Hi @Max
It’s not a WeWeb thing, it’s a Supabase thing. The correct solution is for supabase to allow managing settings on the generated key to restrict what you can do with it. It’s a really common pattern. For example when you create a private key on Airtable (or Xano) you can select exactly which access you grant to the key, per workspace, per project, per operation.
We will explore if there is a way to make the service role optional while retaining the core features.
Without admin access we may not be able to parse your database and provide you the list of tables and columns anymore for example, it would probably defeat the purpose of having a plugin for many people. It would also require you to be connected as a user first to edit your project and RLS will impact your experience while editing. So for your collaborators to be able to work with your project you will need to give them admin access through RLS and so it will defeat the purpose to make the service role token optional in a way.

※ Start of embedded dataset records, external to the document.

pub mod ball;
pub mod ball_field;
pub mod hit_judge;
pub mod motion_detector;
pub mod round_clock;
pub mod score_engine;
pub mod utils;
//! Bulk roster reconciliation engine
//!
//! Ingests a raw delimited-text export of staff records and merges it into
//! the person registry without overwriting previously entered data. Rows are
//! processed strictly in document order, one registry read and at most one
//! write each; a failed row is recorded and skipped, never retried, and
//! never aborts the run.

pub mod headers;
pub mod normalize;
pub mod reconcile;
pub mod tokenizer;

use tracing::{info, warn};

use crate::defaults::{MAX_REPORTED_ERRORS, PREVIEW_SAMPLE_ROWS};
use crate::services::registry::PersonRegistry;
use crate::types::{ImportReport, RosterPreview};

use headers::HeaderMap;
use reconcile::{reconcile_row, RowOutcome};
use tokenizer::split_line;

/// Drives one import pass over a roster document.
pub struct RosterImporter<'a> {
    registry: &'a dyn PersonRegistry,
}

impl<'a> RosterImporter<'a> {
    pub fn new(registry: &'a dyn PersonRegistry) -> Self {
        Self { registry }
    }

    /// Reconcile a whole document into the registry.
    ///
    /// Never returns an error: structural problems come back as a failed
    /// report, row-level problems as capped error strings inside a
    /// successful one.
    pub async fn import(&self, raw_text: &str, default_role: &str) -> ImportReport {
        let lines = data_lines(raw_text);

        if lines.len() < 2 {
            warn!("Roster import rejected: no header and data rows");
            return ImportReport::failed(
                "roster file must contain a header row and at least one data row",
            );
        }

        let header_cells = split_line(lines[0]);
        let map = HeaderMap::resolve(&header_cells);

        let mut report = ImportReport::new();

        for (idx, line) in lines[1..].iter().enumerate() {
            // File position: header is row 1, first data row is row 2
            let row_number = idx + 2;
            let cells = split_line(line);

            match reconcile_row(self.registry, &cells, &map, default_role).await {
                Ok(row) => {
                    match row.outcome {
                        RowOutcome::Created => report.created += 1,
                        RowOutcome::Updated => report.updated += 1,
                        RowOutcome::Skipped => report.skipped += 1,
                    }
                    report.uncertain_fields.extend(row.uncertain);
                }
                Err(e) => {
                    if report.errors.len() < MAX_REPORTED_ERRORS {
                        report.errors.push(format!("Row {}: {}", row_number, e));
                    }
                }
            }
        }

        info!(
            "Roster import: {} created, {} updated, {} skipped, {} uncertain",
            report.created,
            report.updated,
            report.skipped,
            report.uncertain_fields.len()
        );

        report
    }
}

/// Read-only preview: headers, data-row count, and a small sample. No
/// normalization, no registry access.
pub fn preview(raw_text: &str) -> RosterPreview {
    let lines = data_lines(raw_text);

    if lines.is_empty() {
        return RosterPreview {
            headers: Vec::new(),
            row_count: 0,
            sample_rows: Vec::new(),
        };
    }

    let headers = split_line(lines[0]);
    let sample_rows = lines[1..]
        .iter()
        .take(PREVIEW_SAMPLE_ROWS)
        .map(|line| split_line(line))
        .collect();

    RosterPreview {
        headers,
        row_count: (lines.len() - 1) as u32,
        sample_rows,
    }
}

/// Non-empty lines, with a spreadsheet export's leading title row stripped.
fn data_lines(raw_text: &str) -> Vec<&str> {
    let mut lines: Vec<&str> = raw_text
        .lines()
        .filter(|line| !line.trim().is_empty())
        .collect();

    if let Some(first) = lines.first() {
        if first.to_lowercase().contains("table") {
            lines.remove(0);
        }
    }

    lines
}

Still, I 100% understand your concern, nocode platforms have to step up their game and move away from the pattern of giving full access to each other to communicate, by offering a way to manage the connection between them with more granularity.
On our side the only thing we can do is to require only the minimum amount of access we need, but it depends very much on the external service we’re connecting to.
Note =>
I’m guessing that WeWeb uses the key to check the user’s role on page changes. That means it is probably not encrypted on the server either.
No. The service role key is only used in the editor, not in production, not even server side. The service role key is used to generate a front end sdk admin client with admin privilege, so you can manage your users from the Editor (Auth plugin) and we can display the table and columns on the CRUD actions.